(DATA SHOWN begins)

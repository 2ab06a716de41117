//! Per-unit build and push lifecycle

use crate::cancel::CancelToken;
use crate::runner::{ProcessRunner, RunStatus};
use crate::scheduler::RunConfig;
use slipway_core::BuildUnit;
use tracing::{debug, error, info};

/// Construct the `docker build` argument vector for a unit.
pub fn build_command(unit: &BuildUnit) -> Vec<String> {
    let mut args = vec!["build".to_string(), "--pull".to_string()];
    args.extend(unit.tags.iter().map(|tag| format!("--tag={}", tag)));
    args.extend(unit.build_args.iter().map(|arg| format!("--build-arg={}", arg)));
    args.push(format!("--file={}", unit.dockerfile.display()));
    args.push(unit.context.display().to_string());
    args
}

/// Construct the `docker push` argument vector for one tag.
pub fn push_command(tag: &str) -> Vec<String> {
    vec!["push".to_string(), tag.to_string()]
}

/// Run the full lifecycle for one unit: build, then push every tag.
///
/// Returns `false` only when this unit itself failed. Skips and
/// cancellation-induced kills return `true`: a cancelled run must not
/// report newly-skipped units as failures. A genuine failure is
/// recorded on the token (first failure wins) before returning, so
/// sibling units and the scheduler's aggregation observe it.
pub async fn execute_unit(unit: &BuildUnit, config: &RunConfig, token: &CancelToken) -> bool {
    if token.is_cancelled() {
        debug!(unit = %unit.name, "Cancelled before start, skipping");
        return true;
    }

    info!(unit = %unit.name, tags = %unit.tags.join(","), "Building image");

    let runner = ProcessRunner::new(config.poll_interval);
    match runner
        .run(&config.docker_bin, &build_command(unit), config.silent, token)
        .await
    {
        Ok(RunStatus::Success) => {}
        Ok(RunStatus::Killed) => {
            debug!(unit = %unit.name, "Build stopped by cancellation");
            return true;
        }
        Ok(RunStatus::Failed(code)) => {
            error!(unit = %unit.name, code, "Build failed");
            token.request(Some(code));
            return false;
        }
        Err(e) => {
            error!(unit = %unit.name, error = %e, "Could not run build");
            token.request(Some(1));
            return false;
        }
    }

    if token.is_cancelled() {
        return true;
    }

    info!(unit = %unit.name, "Build complete");

    if config.push {
        info!(unit = %unit.name, "Pushing image to registry");
        for tag in &unit.tags {
            info!(unit = %unit.name, %tag, "Pushing tag");

            match runner
                .run(&config.docker_bin, &push_command(tag), config.silent, token)
                .await
            {
                Ok(RunStatus::Success) => {}
                Ok(RunStatus::Killed) => {
                    debug!(unit = %unit.name, %tag, "Push stopped by cancellation");
                    return true;
                }
                Ok(RunStatus::Failed(code)) => {
                    error!(unit = %unit.name, %tag, code, "Push failed");
                    token.request(Some(code));
                    return false;
                }
                Err(e) => {
                    error!(unit = %unit.name, %tag, error = %e, "Could not run push");
                    token.request(Some(1));
                    return false;
                }
            }

            info!(unit = %unit.name, %tag, "Push complete");
        }
    }

    true
}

(DATA SHOWN ends)

WORK TASK: Check every line above for the word "ProcessRunner" and copy those that have it.

SOLUTION:
use crate::runner::{ProcessRunner, RunStatus};
    let runner = ProcessRunner::new(config.poll_interval);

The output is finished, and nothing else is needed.